A POSIÇÃO DOS ATORES SOCIAIS ENVOLVIDOS COM AS RELAÇÕES DE TRABALHO A RESPEITO DA AUTONOMIA DA VONTADE COLETIVA

Rubens Soares Vellinho

Resumo


No Brasil, desde o final dos anos 1980, passam a ocorrer inúmeras iniciativas para promover a modernização da legislação trabalhista premidas pela intensificação da dinâmica do processo de globalização da economia e por uma ofensiva neoliberal.
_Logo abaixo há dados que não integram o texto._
use anyhow::{Context, anyhow, bail};
use clap::{ArgAction, Parser, Subcommand};
use heweather_core::{Config, HeWeather, HeWeatherError, WeatherFetcher};
use std::time::Duration;
use tokio::time::MissedTickBehavior;
use tracing::info;

use crate::{render, setup};

/// Top-level CLI struct.
#[derive(Debug, Parser)]
#[command(name = "heweather", version, about = "QWeather conditions and forecasts")]
pub struct Cli {
    /// QWeather API key. Never written to the config file.
    #[arg(long, env = "HEWEATHER_API_KEY", hide_env_values = true, global = true)]
    pub api_key: Option<String>,

    /// More log output (-v info, -vv debug). `RUST_LOG` takes precedence.
    #[arg(short, long, action = ArgAction::Count, global = true)]
    pub verbose: u8,

    #[command(subcommand)]
    pub command: Command,
}

#[derive(Debug, Subcommand)]
pub enum Command {
    /// List cities matching a name or "lon,lat".
    Lookup { location: String },

    /// Show which forecast horizons the API key may use.
    Probe { location: String },

    /// Interactively configure a site.
    Add {
        name: String,

        /// Location text to look up; prompted for when absent.
        #[arg(long)]
        location: Option<String>,
    },

    /// Remove a configured site.
    Remove { name: String },

    /// Make a site the default.
    Default { name: String },

    /// List configured sites.
    List,

    /// Fetch once and print conditions and forecast.
    Show {
        /// Site name; the default site when absent.
        site: Option<String>,

        /// Print JSON instead of text.
        #[arg(long)]
        json: bool,
    },

    /// Refresh on the site's interval until Ctrl-C.
    Watch { site: Option<String> },
}

impl Cli {
    pub async fn run(self) -> anyhow::Result<()> {
        let api_key = self.api_key;

        match self.command {
            Command::Lookup { location } => {
                let key = require_key(api_key.as_deref())?;
                let config = Config::load()?;
                let api = HeWeather::new(config.endpoints)?;

                let cities = api.resolve_location(&location, key).await.map_err(explain)?;
                if cities.is_empty() {
                    println!("No city matches '{location}'.");
                }
                for city in cities.iter() {
                    println!("{:<12} {}", city.id, city.label);
                }
            }
            Command::Probe { location } => {
                let key = require_key(api_key.as_deref())?;
                let config = Config::load()?;
                let api = HeWeather::new(config.endpoints)?;

                let horizons = api.available_horizons(&location, key).await;
                let names: Vec<String> = horizons.iter().map(ToString::to_string).collect();
                println!("Available forecasts: {}", names.join(", "));
            }
            Command::Add { name, location } => {
                let key = require_key(api_key.as_deref())?;
                let mut config = Config::load()?;
                let api = HeWeather::new(config.endpoints.clone())?;

                if let Some(site) = setup::run(&api, key, &name, location, &config).await? {
                    config.upsert_site(&name, site);
                    config.save()?;
                    println!("Saved site '{name}'.");
                }
            }
            Command::Remove { name } => {
                let mut config = Config::load()?;
                config
                    .remove_site(&name)
                    .ok_or_else(|| anyhow!("Unknown site '{name}'."))?;
                config.save()?;
                println!("Removed site '{name}'.");
            }
            Command::Default { name } => {
                let mut config = Config::load()?;
                config.set_default_site(&name)?;
                config.save()?;
                println!("Default site is now '{name}'.");
            }
            Command::List => {
                let config = Config::load()?;
                render::sites(&config);
            }
            Command::Show { site, json } => {
                let key = require_key(api_key.as_deref())?;
                let config = Config::load()?;
                let (name, mut fetcher) = fetcher_for(&config, site.as_deref(), key)?;

                let report = fetcher.fetch().await;
                if let (Some(now), Some(forecast)) = (report.now.error(), report.forecast.error()) {
                    bail!(
                        "No data for site '{name}': {}; {}",
                        describe(now),
                        describe(forecast)
                    );
                }

                if json {
                    render::json(name, &fetcher)?;
                } else {
                    render::weather(name, &fetcher, &report);
                }
            }
            Command::Watch { site } => {
                let key = require_key(api_key.as_deref())?;
                let config = Config::load()?;
                let (name, mut fetcher) = fetcher_for(&config, site.as_deref(), key)?;
                let minutes = config.site(name)?.1.scan_interval_minutes;

                let mut ticker = tokio::time::interval(Duration::from_secs(minutes * 60));
                ticker.set_missed_tick_behavior(MissedTickBehavior::Delay);
                info!(site = name, minutes, "watching");

                loop {
                    // A cycle cut short by Ctrl-C may leave only the "now" leg applied.
                    let report = tokio::select! {
                        report = async {
                            ticker.tick().await;
                            fetcher.fetch().await
                        } => report,
                        _ = tokio::signal::ctrl_c() => {
                            info!("interrupted");
                            break;
                        }
                    };
                    render::weather(name, &fetcher, &report);
                }
            }
        }

        Ok(())
    }
}

fn require_key(key: Option<&str>) -> anyhow::Result<&str> {
    key.filter(|k| !k.trim().is_empty()).ok_or_else(|| {
        anyhow!(
            "No API key given.\n\
             Hint: pass --api-key or set HEWEATHER_API_KEY."
        )
    })
}

fn fetcher_for<'a>(
    config: &'a Config,
    site: Option<&str>,
    key: &str,
) -> anyhow::Result<(&'a str, WeatherFetcher)> {
    let (name, site) = config.site_or_default(site)?;
    let api = HeWeather::new(config.endpoints.clone())
        .context("Failed to initialise the HTTP client")?;
    Ok((name, api.fetcher(site.fetch_parameters(key))))
}

/// Short user-facing reason for an API failure.
pub fn describe(err: &HeWeatherError) -> &'static str {
    match err {
        HeWeatherError::Connect { .. } => "cannot connect to QWeather",
        HeWeatherError::InvalidApiKey { .. } => "invalid API key",
        HeWeatherError::ApiParam { .. } => "request rejected, check the location",
        HeWeatherError::Payload { .. } => "unexpected response from QWeather",
        HeWeatherError::InvalidEndpoint { .. } | HeWeatherError::Client(_) => {
            "client misconfigured"
        }
    }
}

/// Wrap an API error with its user-facing reason.
pub fn explain(err: HeWeatherError) -> anyhow::Error {
    let reason = describe(&err);
    anyhow::Error::new(err).context(reason)
}

#[cfg(test)]
mod tests {
    use super::*;

    #[test]
    fn cli_parses_show_with_default_site() {
        let cli = Cli::try_parse_from(["heweather", "--api-key", "K", "show"]).unwrap();
        assert_eq!(cli.api_key.as_deref(), Some("K"));
        assert!(matches!(cli.command, Command::Show { site: None, json: false }));
    }

    #[test]
    fn cli_counts_verbosity_after_subcommand() {
        let cli = Cli::try_parse_from(["heweather", "watch", "home", "-vv"]).unwrap();
        assert_eq!(cli.verbose, 2);
        assert!(matches!(cli.command, Command::Watch { site: Some(ref s) } if s == "home"));
    }

    #[test]
    fn blank_key_is_rejected() {
        assert!(require_key(None).is_err());
        assert!(require_key(Some("  ")).is_err());
        assert_eq!(require_key(Some("K")).unwrap(), "K");
    }

    #[test]
    fn explain_keeps_reason_and_cause() {
        let err = explain(HeWeatherError::InvalidApiKey { endpoint: "e".into(), code: 401 });
        assert_eq!(err.to_string(), "invalid API key");
        assert!(format!("{err:#}").contains("401"));
    }
}
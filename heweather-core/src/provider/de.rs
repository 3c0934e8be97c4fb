//! Serde helpers for QWeather payloads, which send most numbers as strings.

use serde::{Deserialize, Deserializer, de::DeserializeOwned, de::Error as _};
use serde_json::Value;

use crate::error::HeWeatherError;

#[derive(Deserialize)]
#[serde(untagged)]
enum NumberOrString {
    Number(f64),
    String(String),
}

/// `"20.5"` or `20.5` as `f64`.
pub(crate) fn number<'de, D>(deserializer: D) -> Result<f64, D::Error>
where
    D: Deserializer<'de>,
{
    match NumberOrString::deserialize(deserializer)? {
        NumberOrString::Number(n) => Ok(n),
        NumberOrString::String(s) => s
            .trim()
            .parse()
            .map_err(|_| D::Error::custom(format!("expected a number, got {s:?}"))),
    }
}

/// Optional whole percentage. Null, missing and `""` are all absent; `"0"` is `Some(0)`.
pub(crate) fn optional_percent<'de, D>(deserializer: D) -> Result<Option<u32>, D::Error>
where
    D: Deserializer<'de>,
{
    match Option::<NumberOrString>::deserialize(deserializer)? {
        None => Ok(None),
        Some(NumberOrString::String(s)) if s.trim().is_empty() => Ok(None),
        Some(NumberOrString::String(s)) => s
            .trim()
            .parse()
            .map(Some)
            .map_err(|_| D::Error::custom(format!("expected a whole percentage, got {s:?}"))),
        Some(NumberOrString::Number(n))
            if n >= 0.0 && n.fract() == 0.0 && n <= f64::from(u32::MAX) =>
        {
            Ok(Some(n as u32))
        }
        Some(NumberOrString::Number(n)) => {
            Err(D::Error::custom(format!("expected a whole percentage, got {n}")))
        }
    }
}

/// Deserialize an envelope that already passed the status check.
pub(crate) fn decode<T: DeserializeOwned>(endpoint: &str, body: Value) -> Result<T, HeWeatherError> {
    serde_json::from_value(body).map_err(|e| HeWeatherError::Payload {
        endpoint: endpoint.to_string(),
        reason: e.to_string(),
    })
}

#[cfg(test)]
mod tests {
    use super::*;
    use serde_json::json;

    #[derive(Debug, Deserialize)]
    struct Sample {
        #[serde(deserialize_with = "number")]
        value: f64,
        #[serde(default, deserialize_with = "optional_percent")]
        pop: Option<u32>,
    }

    fn sample(v: Value) -> Result<Sample, HeWeatherError> {
        decode("test", v)
    }

    #[test]
    fn numbers_accept_strings_and_numbers() {
        assert_eq!(sample(json!({"value": "20.5"})).unwrap().value, 20.5);
        assert_eq!(sample(json!({"value": 7})).unwrap().value, 7.0);
        assert_eq!(sample(json!({"value": " -3 "})).unwrap().value, -3.0);
    }

    #[test]
    fn non_numeric_string_is_payload_error() {
        let err = sample(json!({"value": "warm"})).unwrap_err();
        assert!(matches!(err, HeWeatherError::Payload { .. }));
    }

    #[test]
    fn percent_absence_rules() {
        assert_eq!(sample(json!({"value": 1})).unwrap().pop, None);
        assert_eq!(sample(json!({"value": 1, "pop": null})).unwrap().pop, None);
        assert_eq!(sample(json!({"value": 1, "pop": ""})).unwrap().pop, None);
        assert_eq!(sample(json!({"value": 1, "pop": "0"})).unwrap().pop, Some(0));
        assert_eq!(sample(json!({"value": 1, "pop": "30"})).unwrap().pop, Some(30));
        assert_eq!(sample(json!({"value": 1, "pop": 55})).unwrap().pop, Some(55));
    }

    #[test]
    fn fractional_percent_is_rejected() {
        assert!(sample(json!({"value": 1, "pop": "12.5"})).is_err());
        assert!(sample(json!({"value": 1, "pop": -4})).is_err());
    }
}
use async_trait::async_trait;
use reqwest::{Client, Url};
use serde::{Deserialize, Serialize, de::DeserializeOwned};
use serde_json::Value;
use std::{fmt::Debug, sync::Arc, time::Duration};
use tracing::{debug, warn};

use crate::{
    error::HeWeatherError,
    model::{CityList, FetchParameters, Horizon},
};

pub mod capability;
mod de;
pub mod location;
pub mod weather;

pub use weather::{FetchReport, LegStatus, WeatherFetcher};

pub const DEFAULT_LOCATION_API_URL: &str = "https://geoapi.qweather.com/v2/city/lookup";
pub const DEFAULT_WEATHER_API_URL: &str = "https://devapi.qweather.com/v7/weather/";

/// Budget for one request, connect and body included.
pub const TIMEOUT: Duration = Duration::from_secs(10);

/// One GET returning the JSON envelope, already checked for a 200 `code`.
#[async_trait]
pub trait Transport: Send + Sync + Debug {
    async fn get_json(&self, url: Url) -> Result<Value, HeWeatherError>;
}

/// [`Transport`] backed by reqwest. Single attempt, no retries.
#[derive(Debug, Clone)]
pub struct HttpTransport {
    http: Client,
}

impl HttpTransport {
    pub fn new() -> Result<Self, HeWeatherError> {
        Self::with_timeout(TIMEOUT)
    }

    pub fn with_timeout(timeout: Duration) -> Result<Self, HeWeatherError> {
        let http = Client::builder().timeout(timeout).build().map_err(HeWeatherError::Client)?;
        Ok(Self { http })
    }
}

#[async_trait]
impl Transport for HttpTransport {
    async fn get_json(&self, url: Url) -> Result<Value, HeWeatherError> {
        let endpoint = endpoint_of(&url);
        debug!(%endpoint, "GET");

        let connect_error = |source: reqwest::Error| {
            warn!(%endpoint, error = %source, "request failed");
            HeWeatherError::Connect { endpoint: endpoint.clone(), source }
        };

        let res = self.http.get(url).send().await.map_err(connect_error)?;
        let body: Value = res.json().await.map_err(connect_error)?;

        check_envelope(&endpoint, body)
    }
}

/// Validate the `code` field every QWeather response carries.
pub fn check_envelope(endpoint: &str, body: Value) -> Result<Value, HeWeatherError> {
    let code = match body.get("code") {
        Some(Value::String(s)) => s.trim().parse::<i64>().ok(),
        Some(Value::Number(n)) => n.as_i64(),
        _ => None,
    }
    .ok_or_else(|| HeWeatherError::Payload {
        endpoint: endpoint.to_string(),
        reason: "missing or malformed envelope code".to_string(),
    })?;

    if code != 200 {
        warn!(%endpoint, code, "API returned error status");
        return Err(HeWeatherError::from_status(endpoint.to_string(), code));
    }

    Ok(body)
}

/// Request URL without its query string.
pub(crate) fn endpoint_of(url: &Url) -> String {
    let mut bare = url.clone();
    bare.set_query(None);
    bare.to_string()
}

/// GET `url` and deserialize the checked envelope into `T`.
pub(crate) async fn get_decoded<T: DeserializeOwned>(
    transport: &dyn Transport,
    url: Url,
) -> Result<T, HeWeatherError> {
    let endpoint = endpoint_of(&url);
    let body = transport.get_json(url).await?;
    de::decode(&endpoint, body)
}

fn default_location_url() -> String {
    DEFAULT_LOCATION_API_URL.to_string()
}

fn default_weather_url() -> String {
    DEFAULT_WEATHER_API_URL.to_string()
}

/// API base URLs. Overridable so tests and proxies can point elsewhere.
#[derive(Debug, Clone, PartialEq, Eq, Serialize, Deserialize)]
pub struct Endpoints {
    #[serde(default = "default_location_url")]
    pub location_url: String,

    /// Base of the `now`, `24h`, `3d` and `7d` resources.
    #[serde(default = "default_weather_url")]
    pub weather_url: String,
}

impl Default for Endpoints {
    fn default() -> Self {
        Self { location_url: default_location_url(), weather_url: default_weather_url() }
    }
}

impl Endpoints {
    pub fn new(location_url: impl Into<String>, weather_url: impl Into<String>) -> Self {
        Self { location_url: location_url.into(), weather_url: weather_url.into() }
    }

    pub(crate) fn lookup_url(&self, location: &str, api_key: &str) -> Result<Url, HeWeatherError> {
        build_url(&self.location_url, &[("location", location), ("key", api_key)])
    }

    /// `<weather_url>/<resource>` with the given query.
    pub(crate) fn weather_url(
        &self,
        resource: &str,
        query: &[(&str, &str)],
    ) -> Result<Url, HeWeatherError> {
        let base = self.weather_url.trim_end_matches('/');
        build_url(&format!("{base}/{resource}"), query)
    }
}

fn build_url(base: &str, query: &[(&str, &str)]) -> Result<Url, HeWeatherError> {
    Url::parse_with_params(base, query).map_err(|e| HeWeatherError::InvalidEndpoint {
        url: base.to_string(),
        reason: e.to_string(),
    })
}

/// Entry point bundling a transport with the endpoints it talks to.
#[derive(Debug, Clone)]
pub struct HeWeather {
    transport: Arc<dyn Transport>,
    endpoints: Endpoints,
}

impl HeWeather {
    /// Client over [`HttpTransport`] with the default timeout.
    pub fn new(endpoints: Endpoints) -> Result<Self, HeWeatherError> {
        Ok(Self::with_transport(Arc::new(HttpTransport::new()?), endpoints))
    }

    pub fn with_transport(transport: Arc<dyn Transport>, endpoints: Endpoints) -> Self {
        Self { transport, endpoints }
    }

    pub fn endpoints(&self) -> &Endpoints {
        &self.endpoints
    }

    pub async fn resolve_location(
        &self,
        location: &str,
        api_key: &str,
    ) -> Result<CityList, HeWeatherError> {
        location::resolve_location(self.transport.as_ref(), &self.endpoints, location, api_key)
            .await
    }

    pub async fn probe_extended_forecast(&self, location: &str, api_key: &str) -> bool {
        capability::probe_extended_forecast(
            self.transport.as_ref(),
            &self.endpoints,
            location,
            api_key,
        )
        .await
    }

    /// Horizons the key may use for `location`.
    pub async fn available_horizons(&self, location: &str, api_key: &str) -> Vec<Horizon> {
        capability::available_horizons(self.probe_extended_forecast(location, api_key).await)
    }

    /// A fetcher sharing this client's transport.
    pub fn fetcher(&self, params: FetchParameters) -> WeatherFetcher {
        WeatherFetcher::new(params, self.endpoints.clone(), Arc::clone(&self.transport))
    }
}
Nesse contexto, a partir de 2001, são apresentados os Projetos de lei 5.483/2001 e 4.193/2012, documentos de entidades empresariais, de trabalhadores e de partidos políticos propondo a prevalência do negociado sobre o legislado, como forma de fortalecer o instrumento da negociação coletiva. Os críticos dessas propostas, entendem-nas inseridas em um esforço por uma maior flexibilização da legislação trabalhista, tendendo a levar à precarização das condições de trabalho. Já os seus defensores, enxergam o fortalecimento do instrumento da negociação coletiva e o fortalecimento da autonomia coletiva da vontade das partes, contribuindo, assim, para a superação do caráter tutelar estatal das legislações trabalhista e sindical brasileiras.